Run this cell to setup necessary packages and environments. No need to modify anything in this cell.

In [1]:
# Import required packages
import numpy as np
import torch
import nltk
from sklearn.model_selection import train_test_split

# Set random seeds
np.random.seed(42)
torch.manual_seed(42)
torch.cuda.manual_seed(42)

# Download the Reuters corpus
nltk.download('brown')
nltk.download('punkt')
nltk.download('punkt_tab')

[nltk_data] Downloading package brown to /root/nltk_data...
[nltk_data]   Unzipping corpora/brown.zip.
[nltk_data] Downloading package punkt to /root/nltk_data...
[nltk_data]   Unzipping tokenizers/punkt.zip.
[nltk_data] Downloading package punkt_tab to /root/nltk_data...
[nltk_data]   Unzipping tokenizers/punkt_tab.zip.


True

### 1. Python implementation of N-gram Language Models

Import the previously downloaded corpus, split it into training and test sets, and apply necessary preprocessing. No need to modify anything in this cell.


In [2]:
from nltk.corpus import brown, reuters, inaugural

# Load the Reuters corpus and split into training and test sets
corpus = brown.sents()[:2000]

# Add a start and end token for each sentence
corpus = [ ['[BOS]'] + [w.lower() for w in sent] + ['[EOS]'] for sent in corpus]

train_corpus, test_corpus = train_test_split(corpus, test_size=0.2, random_state=42)

#### 1.1 Unigram Language Model
Calculate unigram probabilities based on the training set by completing the TODO.

In [3]:
def train_unigram_lm(corpus):
    unigram_counts = {}
    unigram_model = {}

    for sentence in corpus:
        for word in sentence:
            if word not in unigram_counts:
                unigram_counts[word] = 1
            else:
                unigram_counts[word] += 1

    total_words = sum(unigram_counts.values())
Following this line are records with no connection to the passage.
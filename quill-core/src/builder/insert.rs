//! INSERT transition

use super::common::IntoRecord;
use super::descriptor::Mode;
use super::query::Query;

impl<R> Query<R> {
    /// Insert one record; columns and bound values follow the record's order
    ///
    /// # Examples
    /// ```
    /// use quill_core::insert_into;
    ///
    /// let q = insert_into("shaders", [("title", "bar")]);
    /// assert_eq!(q.to_sql(), "INSERT INTO shaders (title) VALUES (?)");
    /// assert_eq!(q.parameters(), vec!["bar".into()]);
    /// ```
    pub fn insert_into<D>(&self, table: &str, data: D) -> Self
    where
        D: IntoRecord,
    {
        let (columns, values) = data.into_record().into_parts();
        self.derive(|d| {
            d.insert_table = Some(table.to_string());
            d.insert_columns = columns;
            d.insert_parameters = values;
            d.claim_mode(Mode::InsertInto);
        })
    }
}
//! WHERE transitions

use super::common::IntoCondition;
use super::query::Query;
use crate::{Error, Result};

impl<R> Query<R> {
    /// Set the WHERE predicate
    ///
    /// The predicate text is replaced and the condition's value, if any,
    /// is appended to the bound parameters. A unary operator binds nothing.
    ///
    /// # Examples
    /// ```
    /// use quill_core::from;
    ///
    /// let q = from("users").where_(("id", "=", 1));
    /// assert_eq!(q.to_sql(), "SELECT * FROM users WHERE id = ?");
    ///
    /// let q = from("users").where_(("email", "IS NOT NULL"));
    /// assert_eq!(q.to_sql(), "SELECT * FROM users WHERE email IS NOT NULL");
    /// ```
    ///
    /// # Panics
    ///
    /// Panics if the condition's operator is a string naming no known SQLite
    /// operator; use [`Operator::custom`](crate::Operator::custom) instead.
    /// The same holds for [`Query::and`] and [`Query::or`].
    pub fn where_<C>(&self, condition: C) -> Self
    where
        C: IntoCondition,
    {
        let condition = condition.into_condition();
        self.derive(|d| {
            d.where_clause = Some(condition.to_sql());
            d.where_parameters.extend(condition.value);
        })
    }

    /// Set the WHERE predicate verbatim, binding nothing
    pub fn where_raw(&self, clause: &str) -> Self {
        self.derive(|d| d.where_clause = Some(clause.to_string()))
    }

    /// Extend the WHERE predicate with `AND <condition>`
    ///
    /// Fails with [`Error::Usage`] when no predicate exists yet.
    pub fn and<C>(&self, condition: C) -> Result<Self>
    where
        C: IntoCondition,
    {
        self.extend_where("AND", condition)
    }

    /// Extend the WHERE predicate with `OR <condition>`
    ///
    /// Fails with [`Error::Usage`] when no predicate exists yet.
    pub fn or<C>(&self, condition: C) -> Result<Self>
    where
        C: IntoCondition,
    {
        self.extend_where("OR", condition)
    }

    fn extend_where<C>(&self, connector: &str, condition: C) -> Result<Self>
    where
        C: IntoCondition,
    {
        let Some(existing) = self.descriptor.where_clause.as_deref() else {
            return Err(Error::usage(format!(
                "{}() must come after where()",
                connector.to_lowercase()
            )));
        };

        let condition = condition.into_condition();
        let clause = format!("{} {} {}", existing, connector, condition.to_sql());
        Ok(self.derive(|d| {
            d.where_clause = Some(clause);
            d.where_parameters.extend(condition.value);
        }))
    }
}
    # TODO: Calculate unigram probabilities using unigram counts
    for word in unigram_counts:
      unigram_model[word] = unigram_counts[word]/total_words

    return unigram_counts, unigram_model

unigram_counts, unigram_model = train_unigram_lm(train_corpus)

#### 1.2 Bigram Language Model
Calculate bigram probabilities based on the training set by completing the TODO.


In [5]:
def train_bigram_lm(corpus):
    unigram_counts, _ = train_unigram_lm(corpus)
    bigram_counts = {}
    bigram_model = {}

    for sentence in corpus:
        for i in range(len(sentence) - 1):
            bigram = (sentence[i], sentence[i + 1])
            if bigram not in bigram_counts:
                bigram_counts[bigram] = 1
            else:
                bigram_counts[bigram] += 1

    # TODO: Calculate bigram probabilities using bigram counts
    for bigram in bigram_counts:
      bigram_model[bigram] = bigram_counts[bigram]/unigram_counts[bigram[0]]

    return bigram_counts, bigram_model

bigram_counts, bigram_model = train_bigram_lm(train_corpus)

#### 1.3 Trigram Language Model
Calculate trigram probabilities based on the training set by completing the TODO.

In [6]:
def train_trigram_lm(corpus):
    bigram_counts, _ = train_bigram_lm(corpus)
    trigram_counts = {}
    trigram_model = {}

    for sentence in corpus:
        for i in range(len(sentence) - 2):
            trigram = (sentence[i], sentence[i + 1], sentence[i + 2])
            if trigram not in trigram_counts:
                trigram_counts[trigram] = 1
            else:
                trigram_counts[trigram] += 1

    # TODO: Compute trigram probabilities using trigram counts
    for trigram in trigram_counts:
      trigram_model[trigram] = trigram_counts[trigram]/bigram_counts[(trigram[0],trigram[1])]

    return trigram_counts, trigram_model

trigram_counts, trigram_model = train_trigram_lm(train_corpus)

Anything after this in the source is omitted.